Why am I Agnostic?
Someone asked me why I’m agnostic and no longer a Christian, and I decided to go ahead and put it in a post since it ended up being so long!
Anne, can/would you please tell me how or why you think of yourself as an agnostic or atheist? (I got this idea from one of your recent posts.) Yes, I know that your home-life was not the best environment in which to be nurtured. I get some of what you must have lived through with a controlling, preachy adult in your life. But,you can’t let that example be the way of all Christians. Truthfully, in spite of it all, I thought that you were Christian. Have all your experiences with God or a church been so terribly negative that it has totally turned you away from Him?
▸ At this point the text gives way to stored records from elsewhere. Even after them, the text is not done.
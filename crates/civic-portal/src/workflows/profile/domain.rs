use std::collections::BTreeMap;
use std::fmt;
use std::str::FromStr;

use chrono::NaiveDate;
use serde::{Deserialize, Deserializer, Serialize};

use crate::files::{LocalFile, StoredFile};

/// Fixed, named places a citizen can keep one uploaded document each.
#[derive(Debug, Clone, Copy, PartialEq, Eq, Hash, PartialOrd, Ord, Serialize, Deserialize)]
pub enum DocumentSlot {
    TenthCertificate,
    TenthMarksheet,
    TwelfthCertificate,
    TwelfthMarksheet,
    GraduationDegree,
    Domicile,
    PgCertificate,
    CasteValidity,
    OtherDocument,
    ProfilePicture,
}

impl DocumentSlot {
    /// Certificate and marksheet slots, in form order. Excludes the profile picture.
    pub const DOCUMENTS: [DocumentSlot; 9] = [
        DocumentSlot::TenthCertificate,
        DocumentSlot::TenthMarksheet,
        DocumentSlot::TwelfthCertificate,
        DocumentSlot::TwelfthMarksheet,
        DocumentSlot::GraduationDegree,
        DocumentSlot::Domicile,
        DocumentSlot::PgCertificate,
        DocumentSlot::CasteValidity,
        DocumentSlot::OtherDocument,
    ];

    pub const ALL: [DocumentSlot; 10] = [
        DocumentSlot::TenthCertificate,
        DocumentSlot::TenthMarksheet,
        DocumentSlot::TwelfthCertificate,
        DocumentSlot::TwelfthMarksheet,
        DocumentSlot::GraduationDegree,
        DocumentSlot::Domicile,
        DocumentSlot::PgCertificate,
        DocumentSlot::CasteValidity,
        DocumentSlot::OtherDocument,
        DocumentSlot::ProfilePicture,
    ];

    /// Key used in profile payloads, multipart forms and the delete endpoint.
    pub const fn field_name(self) -> &'static str {
        match self {
            DocumentSlot::TenthCertificate => "tenthCertificate",
            DocumentSlot::TenthMarksheet => "tenthMarksheet",
            DocumentSlot::TwelfthCertificate => "twelfthCertificate",
            DocumentSlot::TwelfthMarksheet => "twelfthMarksheet",
            DocumentSlot::GraduationDegree => "graduationDegree",
            DocumentSlot::Domicile => "domicile",
            DocumentSlot::PgCertificate => "pgCertificate",
            DocumentSlot::CasteValidity => "casteValidity",
            DocumentSlot::OtherDocument => "otherDocument",
            DocumentSlot::ProfilePicture => "profilePic",
        }
    }

    pub const fn label(self) -> &'static str {
        match self {
            DocumentSlot::TenthCertificate => "10th Certificate",
            DocumentSlot::TenthMarksheet => "10th Marksheet",
            DocumentSlot::TwelfthCertificate => "12th Certificate",
            DocumentSlot::TwelfthMarksheet => "12th Marksheet",
            DocumentSlot::GraduationDegree => "Graduation Degree",
            DocumentSlot::Domicile => "Domicile",
            DocumentSlot::PgCertificate => "PG Certificate",
            DocumentSlot::CasteValidity => "Caste Validity",
            DocumentSlot::OtherDocument => "Other Document",
            DocumentSlot::ProfilePicture => "Profile Picture",
        }
    }
}

impl fmt::Display for DocumentSlot {
    fn fmt(&self, f: &mut fmt::Formatter<'_>) -> fmt::Result {
        f.write_str(self.field_name())
    }
}

#[derive(Debug, Clone, PartialEq, Eq, thiserror::Error)]
#[error("unknown document slot '{0}'")]
pub struct UnknownSlot(pub String);

impl FromStr for DocumentSlot {
    type Err = UnknownSlot;

    /// Matches the wire field name ignoring case, dashes and underscores (`tenth-certificate`).
    fn from_str(raw: &str) -> Result<Self, Self::Err> {
        let wanted: String = raw
            .trim()
            .chars()
            .filter(|ch| !matches!(ch, '-' | '_'))
            .flat_map(char::to_lowercase)
            .collect();
        DocumentSlot::ALL
            .into_iter()
            .find(|slot| slot.field_name().to_lowercase() == wanted)
            .ok_or_else(|| UnknownSlot(raw.to_string()))
    }
}

/// Editable personal fields sent alongside staged documents.
#[derive(Debug, Clone, Default, PartialEq, Eq)]
pub struct PersonalDetails {
    pub name: Option<String>,
    pub gender: Option<String>,
    pub dob: Option<NaiveDate>,
    pub caste: Option<String>,
}

impl PersonalDetails {
    /// Multipart text fields; absent values are sent as empty strings.
    pub fn form_fields(&self) -> [(&'static str, String); 4] {
        [
            ("name", self.name.clone().unwrap_or_default()),
            ("gender", self.gender.clone().unwrap_or_default()),
            (
                "dob",
                self.dob
                    .map(|dob| dob.format("%Y-%m-%d").to_string())
                    .unwrap_or_default(),
            ),
            ("caste", self.caste.clone().unwrap_or_default()),
        ]
    }
}

/// Document listed by name rather than slot, as embedded in operator listings.
#[derive(Debug, Clone, PartialEq, Eq, Deserialize)]
#[serde(rename_all = "camelCase")]
pub struct NamedDocument {
    pub doc_name: String,
    pub filename: String,
}

/// The citizen's profile as last returned by the portal.
#[derive(Debug, Clone, Default, PartialEq, Eq)]
pub struct UserProfile {
    pub details: PersonalDetails,
    documents: BTreeMap<DocumentSlot, StoredFile>,
    named_documents: Vec<NamedDocument>,
}

impl UserProfile {
    pub fn new(details: PersonalDetails) -> Self {
        Self {
            details,
            ..Self::default()
        }
    }

    pub fn with_document(mut self, slot: DocumentSlot, file: StoredFile) -> Self {
        self.documents.insert(slot, file);
        self
    }

    pub fn document(&self, slot: DocumentSlot) -> Option<&StoredFile> {
        self.documents.get(&slot)
    }

    /// Stored documents in slot order.
    pub fn documents(&self) -> impl Iterator<Item = (DocumentSlot, &StoredFile)> {
        self.documents.iter().map(|(slot, file)| (*slot, file))
    }

    pub fn named_documents(&self) -> &[NamedDocument] {
        &self.named_documents
    }
}

#[derive(Deserialize)]
#[serde(rename_all = "camelCase")]
struct ProfileWire {
    #[serde(default)]
    name: Option<String>,
    #[serde(default)]
    gender: Option<String>,
    #[serde(default)]
    dob: Option<String>,
    #[serde(default)]
    caste: Option<String>,
    #[serde(default)]
    profile_docs: Vec<NamedDocument>,
    #[serde(flatten)]
    rest: BTreeMap<String, serde_json::Value>,
}

impl<'de> Deserialize<'de> for UserProfile {
    fn deserialize<D>(deserializer: D) -> Result<Self, D::Error>
    where
        D: Deserializer<'de>,
    {
        let wire = ProfileWire::deserialize(deserializer)?;

        let documents = DocumentSlot::ALL
            .into_iter()
            .filter_map(|slot| {
                wire.rest
                    .get(slot.field_name())
                    .and_then(StoredFile::from_json)
                    .map(|file| (slot, file))
            })
            .collect();

        Ok(Self {
            details: PersonalDetails {
                name: non_blank(wire.name),
                gender: non_blank(wire.gender),
                dob: wire.dob.as_deref().and_then(parse_dob),
                caste: non_blank(wire.caste),
            },
            documents,
            named_documents: wire.profile_docs,
        })
    }
}

/// Portal dates arrive as ISO timestamps; only the calendar date is meaningful.
fn parse_dob(raw: &str) -> Option<NaiveDate> {
    let date = raw.trim().get(..10)?;
    NaiveDate::parse_from_str(date, "%Y-%m-%d").ok()
}

fn non_blank(value: Option<String>) -> Option<String> {
    value.filter(|text| !text.trim().is_empty())
}

/// One batched profile submission: personal fields plus only the slots with a staged file.
#[derive(Debug, Clone, PartialEq, Eq)]
pub struct ProfileUpdate {
    pub details: PersonalDetails,
    pub files: BTreeMap<DocumentSlot, LocalFile>,
}

#[cfg(test)]
mod tests {
    use super::*;
    use serde_json::json;

    #[test]
    fn profile_reads_slots_and_trims_timestamp_dob() {
        let payload = json!({
            "_id": "664f1c",
            "name": "Asha Patil",
            "gender": "female",
            "dob": "1998-04-12T00:00:00.000Z",
            "caste": "OBC",
            "tenthCertificate": { "filename": "10th.pdf", "path": "uploads/10th.pdf" },
            "domicile": null,
            "casteValidity": {},
            "profilePic": { "filename": "me.jpg" }
        });

        let profile: UserProfile = serde_json::from_value(payload).expect("profile parses");
        assert_eq!(profile.details.name.as_deref(), Some("Asha Patil"));
        assert_eq!(
            profile.details.dob,
            NaiveDate::from_ymd_opt(1998, 4, 12)
        );
        assert_eq!(
            profile.document(DocumentSlot::TenthCertificate),
            Some(&StoredFile::new("10th.pdf"))
        );
        assert_eq!(profile.document(DocumentSlot::Domicile), None);
        assert_eq!(profile.document(DocumentSlot::CasteValidity), None);
        assert_eq!(
            profile.document(DocumentSlot::ProfilePicture),
            Some(&StoredFile::new("me.jpg"))
        );
    }

    #[test]
    fn blank_personal_fields_read_as_absent() {
        let payload = json!({ "name": "", "gender": " ", "dob": "", "caste": null });
        let profile: UserProfile = serde_json::from_value(payload).expect("profile parses");
        assert_eq!(profile.details, PersonalDetails::default());
        assert_eq!(profile.documents().count(), 0);
    }

    #[test]
    fn named_documents_are_kept_for_the_operator_viewer() {
        let payload = json!({
            "name": "Ravi",
            "profileDocs": [{ "docName": "Aadhaar", "filename": "aadhaar.pdf" }]
        });
        let profile: UserProfile = serde_json::from_value(payload).expect("profile parses");
        assert_eq!(profile.named_documents().len(), 1);
        assert_eq!(profile.named_documents()[0].doc_name, "Aadhaar");
    }

    #[test]
    fn slots_parse_from_field_names() {
        assert_eq!(
            "tenthCertificate".parse::<DocumentSlot>(),
            Ok(DocumentSlot::TenthCertificate)
        );
        assert_eq!(
            "pg-certificate".parse::<DocumentSlot>(),
            Ok(DocumentSlot::PgCertificate)
        );
        assert_eq!(
            "profile_pic".parse::<DocumentSlot>(),
            Ok(DocumentSlot::ProfilePicture)
        );
        assert!("passport".parse::<DocumentSlot>().is_err());
        assert!("graduationMarksheet".parse::<DocumentSlot>().is_err());
    }

    #[test]
    fn document_slots_match_the_profile_form() {
        let fields: Vec<_> = DocumentSlot::DOCUMENTS
            .iter()
            .map(|slot| slot.field_name())
            .collect();
        assert_eq!(
            fields,
            [
                "tenthCertificate",
                "tenthMarksheet",
                "twelfthCertificate",
                "twelfthMarksheet",
                "graduationDegree",
                "domicile",
                "pgCertificate",
                "casteValidity",
                "otherDocument",
            ]
        );
        assert_eq!(DocumentSlot::ALL.len(), 10);
        assert_eq!(DocumentSlot::ALL[9], DocumentSlot::ProfilePicture);
    }

    #[test]
    fn form_fields_send_empty_strings_for_missing_values() {
        let details = PersonalDetails {
            name: Some("Asha".to_string()),
            dob: NaiveDate::from_ymd_opt(1998, 4, 12),
            ..PersonalDetails::default()
        };
        assert_eq!(
            details.form_fields(),
            [
                ("name", "Asha".to_string()),
                ("gender", String::new()),
                ("dob", "1998-04-12".to_string()),
                ("caste", String::new()),
            ]
        );
    }
}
I hope your question is serious, because this is a serious answer
I hung on to Christianity for about a year and a half before realizing it wasn’t working. I couldn’t change the image I had in my head of a fearsome, capricious, tyrannical god for a loving god. I kept hearing stuff like “God is always there for you, especially when you need him most”, then thinking back to all the times I really needed him, and was trying ridiculously hard to feel like he was there, but that I never felt him. I kind of felt like I had hoped and wished and prayed my entire life for someone who wasn’t there.
I had so many issues with only seeing the stuff I was told about the bible in the bible, and even after getting a new bible in a completely different translation, stuff really bothered me still. Like anything written by Paul…all the “women obey” stuff. Following Paul’s advice for marriage leads to an abusive relationship within a marriage! How is that good? So then I went OK, I’ll stick to the Gospels. Jesus was cool, right? He still says stuff like “if you are my friend, you do whatever I tell you”. If I had a relationship like that with my friends, that would also be an abusive relationship, if being friends hinged on me obeying them!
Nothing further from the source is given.